俺の数段上から、豪華な椅子にどっかりと座った幼女--レミリア・スカーレットは威厳タップリに語りかける。

「それで、この館を見せて欲しいと?」

「まぁ、そういう事だな」

ピンクの服にドアノブカバーの様な帽子を被り、背中には一対のコウモリのような翼が生えている。小さな口からは小さいながらも鋭い牙が見え隠れして、確かに吸血鬼なのだと認識できた。

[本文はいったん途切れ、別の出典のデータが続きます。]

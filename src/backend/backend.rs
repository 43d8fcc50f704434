//! Backend module.
//!
//! This module exposes the backend trait, which reads the remote
//! letters and reports collections. It can be used to create custom
//! backend implementations.

use std::result;
use thiserror::Error;

use crate::{backend, BackendConfig, Letters, Reports};

#[cfg(feature = "http-backend")]
use crate::HttpBackend;

#[derive(Debug, Error)]
pub enum Error {
    #[error("cannot build backend with an empty config")]
    BuildBackendError,

    #[cfg(feature = "http-backend")]
    #[error(transparent)]
    HttpBackendError(#[from] backend::http::Error),
    #[error(transparent)]
    MemoryBackendError(#[from] backend::memory::Error),
}

pub type Result<T> = result::Result<T, Error>;

/// Reads the remote collections. Nothing is filtered remotely: both
/// methods return the whole collection.
pub trait Backend {
    fn list_letters(&self) -> Result<Letters>;
    fn list_reports(&self) -> Result<Reports>;
}

#[derive(Debug, Default, Clone, Eq, PartialEq)]
pub struct BackendBuilder;

impl BackendBuilder {
    pub fn build(backend_config: &BackendConfig) -> Result<Box<dyn Backend>> {
        match backend_config {
            #[cfg(feature = "http-backend")]
            BackendConfig::Http(http_config) => Ok(Box::new(HttpBackend::new(http_config)?)),
            BackendConfig::None => Err(Error::BuildBackendError),
        }
    }
}
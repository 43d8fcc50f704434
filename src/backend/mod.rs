mod backend;
mod config;

#[cfg(feature = "http-backend")]
pub mod http;
pub mod memory;

pub use self::backend::{Backend, BackendBuilder, Error, Result};
pub use self::config::BackendConfig;
#[cfg(feature = "http-backend")]
pub use self::http::{HttpBackend, HttpConfig};
pub use self::memory::MemoryBackend;
pub mod identity;

pub use self::identity::{Error, Identity, IdentityStore, Result};
#[cfg(feature = "http-backend")]
use std::{
    io::{BufRead, BufReader, Read, Write},
    net::TcpListener,
    thread::{self, JoinHandle},
};

#[cfg(feature = "http-backend")]
use dear_stranger_lib::{Backend, Draft, HttpBackend, HttpConfig, Letter, Report, Sender};

/// Serves the given responses, one per connection, and returns the
/// requests received (request line followed by the body).
#[cfg(feature = "http-backend")]
fn serve(listener: TcpListener, responses: Vec<(&'static str, String)>) -> JoinHandle<Vec<String>> {
    thread::spawn(move || {
        let mut requests = Vec::new();

        for (status, body) in responses {
            let (mut stream, _) = listener.accept().unwrap();
            let mut reader = BufReader::new(stream.try_clone().unwrap());

            let mut request_line = String::new();
            reader.read_line(&mut request_line).unwrap();

            let mut content_len = 0;
            loop {
                let mut header = String::new();
                reader.read_line(&mut header).unwrap();
                let header = header.trim_end();
                if header.is_empty() {
                    break;
                }
                if let Some((name, value)) = header.split_once(':') {
                    if name.eq_ignore_ascii_case("content-length") {
                        content_len = value.trim().parse().unwrap();
                    }
                }
            }

            let mut request_body = vec![0; content_len];
            reader.read_exact(&mut request_body).unwrap();
            requests.push(format!(
                "{}{}",
                request_line,
                String::from_utf8(request_body).unwrap()
            ));

            write!(
                stream,
                "HTTP/1.1 {}\r\nContent-Type: application/json\r\nContent-Length: {}\r\nConnection: close\r\n\r\n{}",
                status,
                body.len(),
                body
            )
            .unwrap();
            stream.flush().unwrap();
        }

        requests
    })
}

#[cfg(feature = "http-backend")]
fn local_config(listener: &TcpListener) -> HttpConfig {
    let addr = listener.local_addr().unwrap();
    HttpConfig {
        letters_url: format!("http://{}/messages", addr),
        reports_url: format!("http://{}/reports", addr),
        timeout_secs: Some(5),
    }
}

#[cfg(feature = "http-backend")]
#[test]
fn test_http_backend_fetch() {
    let listener = TcpListener::bind("127.0.0.1:0").unwrap();
    let config = local_config(&listener);

    let letters = serde_json::json!([
        {
            "uuid": "a",
            "senderUuid": "stranger",
            "body": "hello",
            "hue": "#ffffff",
            "timestamp": 1000,
            "inResponseTo": null
        },
        {
            "id": "b",
            "senderId": "me",
            "body": "hi back",
            "hue": "#a0c4ff",
            "timestamp": 2000.0,
            "inResponseTo": "a"
        },
        { "uuid": "broken", "body": "no sender" },
        "not even an object"
    ]);
    let reports = serde_json::json!([
        { "letterUuid": "a", "reporterUuid": "me", "explanation": "hello" },
        { "letterUuid": "", "reporterUuid": "me" }
    ]);

    let server = serve(
        listener,
        vec![
            ("200 OK", letters.to_string()),
            ("200 OK", reports.to_string()),
            ("500 Internal Server Error", "{}".into()),
        ],
    );

    let backend = HttpBackend::new(&config).unwrap();

    let letters = backend.list_letters().unwrap();
    assert_eq!(2, letters.len());
    assert_eq!(
        Letter {
            id: "a".into(),
            sender_id: "stranger".into(),
            body: "hello".into(),
            hue: Some("#ffffff".into()),
            timestamp: 1000,
            in_response_to: None,
        },
        letters[0]
    );
    assert_eq!(Some("a"), letters[1].parent());
    assert_eq!(2000, letters[1].timestamp);

    let reports = backend.list_reports().unwrap();
    assert_eq!(1, reports.len());
    assert_eq!("a", reports[0].letter_id);
    assert_eq!("me", reports[0].reporter_id);

    assert!(backend.list_letters().is_err());

    let requests = server.join().unwrap();
    assert!(requests[0].starts_with("GET /messages "));
    assert!(requests[1].starts_with("GET /reports "));
}

#[cfg(feature = "http-backend")]
#[test]
fn test_http_backend_post() {
    let listener = TcpListener::bind("127.0.0.1:0").unwrap();
    let config = local_config(&listener);

    let server = serve(
        listener,
        vec![
            ("201 Created", "{}".into()),
            ("201 Created", "{}".into()),
            ("201 Created", "{}".into()),
            ("503 Service Unavailable", "{}".into()),
        ],
    );

    let mut backend = HttpBackend::new(&config).unwrap();
    let parent = Letter {
        id: "a".into(),
        sender_id: "stranger".into(),
        body: "hello".into(),
        hue: Some("#ffffff".into()),
        timestamp: 1000,
        in_response_to: None,
    };

    backend
        .send_letter("me", &Draft::new("dear stranger"), 1500)
        .unwrap();
    backend
        .send_letter("me", &Draft::reply_to(&parent, "hi").hue("#ffd6a5"), 2000)
        .unwrap();
    backend
        .send_report(&Report::new(&parent, "me"))
        .unwrap();
    assert!(backend
        .send_letter("me", &Draft::new("nobody home"), 3000)
        .is_err());

    let requests = server.join().unwrap();

    let (line, body) = requests[0].split_once("\r\n").unwrap();
    assert!(line.starts_with("POST /messages "));
    let body: serde_json::Value = serde_json::from_str(body).unwrap();
    assert_eq!(
        serde_json::json!({
            "senderUuid": "me",
            "body": "dear stranger",
            "hue": "#ffffff",
            "timestamp": 1500,
            "inResponseTo": null
        }),
        body
    );

    let (_, body) = requests[1].split_once("\r\n").unwrap();
    let body: serde_json::Value = serde_json::from_str(body).unwrap();
    assert_eq!("a", body["inResponseTo"]);
    assert_eq!("#ffd6a5", body["hue"]);

    let (line, body) = requests[2].split_once("\r\n").unwrap();
    assert!(line.starts_with("POST /reports "));
    let body: serde_json::Value = serde_json::from_str(body).unwrap();
    assert_eq!(
        serde_json::json!({
            "letterUuid": "a",
            "reporterUuid": "me",
            "explanation": "hello"
        }),
        body
    );
}

#[cfg(feature = "http-backend")]
#[test]
fn test_http_backend_unreachable() {
    let listener = TcpListener::bind("127.0.0.1:0").unwrap();
    let config = local_config(&listener);
    drop(listener);

    let mut backend = HttpBackend::new(&config).unwrap();
    assert!(backend.list_letters().is_err());
    assert!(backend.list_reports().is_err());
    assert!(backend
        .send_letter("me", &Draft::new("dear stranger"), 1500)
        .is_err());
}
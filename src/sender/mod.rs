mod sender;

pub use self::sender::{Error, Result, Sender, SenderBuilder};
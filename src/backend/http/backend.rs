//! HTTP backend module.
//!
//! This module contains the backend talking to the remote letters and
//! reports collections over HTTP, using JSON bodies. Every request is
//! bounded by the configured timeout.

use log::{debug, info, trace};
use reqwest::{blocking::Client, StatusCode};
use serde::Serialize;
use serde_json::Value;
use std::result;
use thiserror::Error;

use crate::{backend, sender, Backend, Draft, HttpConfig, Letters, Report, Reports, Sender};

use super::records::{self, NewLetterRecord, ReportRecord};

#[derive(Debug, Error)]
pub enum Error {
    #[error("cannot build http client")]
    BuildClientError(#[source] reqwest::Error),
    #[error("cannot fetch {1}")]
    FetchError(#[source] reqwest::Error, String),
    #[error("cannot fetch {1}: unexpected status {0}")]
    FetchStatusError(StatusCode, String),
    #[error("cannot parse collection from {1}")]
    ParseCollectionError(#[source] reqwest::Error, String),
    #[error("cannot post to {1}")]
    PostError(#[source] reqwest::Error, String),
    #[error("cannot post to {1}: unexpected status {0}")]
    PostStatusError(StatusCode, String),

    #[error("cannot parse record")]
    ParseRecordError(#[source] serde_json::Error),
    #[error("cannot find record field {0}")]
    MissingFieldError(&'static str),
}

pub type Result<T> = result::Result<T, Error>;

#[derive(Debug, Clone)]
pub struct HttpBackend {
    config: HttpConfig,
    client: Client,
}

impl HttpBackend {
    pub fn new(config: &HttpConfig) -> Result<Self> {
        let client = Client::builder()
            .timeout(config.timeout())
            .build()
            .map_err(Error::BuildClientError)?;

        Ok(Self {
            config: config.clone(),
            client,
        })
    }

    fn fetch(&self, url: &str) -> Result<Vec<Value>> {
        debug!("fetching collection {}", url);

        let res = self
            .client
            .get(url)
            .header("Accept", "application/json")
            .send()
            .map_err(|err| Error::FetchError(err, url.to_owned()))?;

        let status = res.status();
        if !status.is_success() {
            return Err(Error::FetchStatusError(status, url.to_owned()));
        }

        let values: Vec<Value> = res
            .json()
            .map_err(|err| Error::ParseCollectionError(err, url.to_owned()))?;
        trace!("collection {}: {:?}", url, values);

        Ok(values)
    }

    fn post<T: Serialize>(&self, url: &str, record: &T) -> Result<()> {
        debug!("posting record to {}", url);

        let res = self
            .client
            .post(url)
            .header("Accept", "application/json")
            .json(record)
            .send()
            .map_err(|err| Error::PostError(err, url.to_owned()))?;

        let status = res.status();
        if !status.is_success() {
            return Err(Error::PostStatusError(status, url.to_owned()));
        }

        Ok(())
    }
}

impl Backend for HttpBackend {
    fn list_letters(&self) -> backend::Result<Letters> {
        let values = self.fetch(&self.config.letters_url)?;
        Ok(records::decode_letters(values))
    }

    fn list_reports(&self) -> backend::Result<Reports> {
        let values = self.fetch(&self.config.reports_url)?;
        Ok(records::decode_reports(values))
    }
}

impl Sender for HttpBackend {
    fn send_letter(&mut self, sender_id: &str, draft: &Draft, timestamp: i64) -> sender::Result<()> {
        let record = NewLetterRecord::new(sender_id, draft, timestamp);
        self.post(&self.config.letters_url, &record)?;
        info!("letter sent");
        Ok(())
    }

    fn send_report(&mut self, report: &Report) -> sender::Result<()> {
        self.post(&self.config.reports_url, &ReportRecord::from(report))?;
        info!("letter {} reported", report.letter_id);
        Ok(())
    }
}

「ま、兄様の紹介なのだから無碍にはできないわね。自由に見て構わないわよ」

「おぉ、ありがとう」

俺は礼を言うと深く頭を下げ、部屋を出ようとする。

「……無事でいられるといいわね」

そんなレミリアのセリフは、奇しくも俺に届かなかったが。

 

 

 

「で、なんで俺は1人でこんな所にいるんだ?」

俺は皆とはぐれ、紅く染められたドアの前にいた。多分、さっきの部屋からそんなに離れてないと思うが、つまりはぐるっと一周して戻ってきたのか。皆、迷子だな?これだからお子様達は……。

「と、そんなしょうもないこと置いといて、ホントに何処だよ」

とりあえず、目の前のドアを開けてみるか。

鍵のかかっていないドアは何の苦もなく開かれた。中を覗くと館と同じように赤で統一された内装に、所々壊れた玩具や無残に千切れたぬいぐるみが散乱していた。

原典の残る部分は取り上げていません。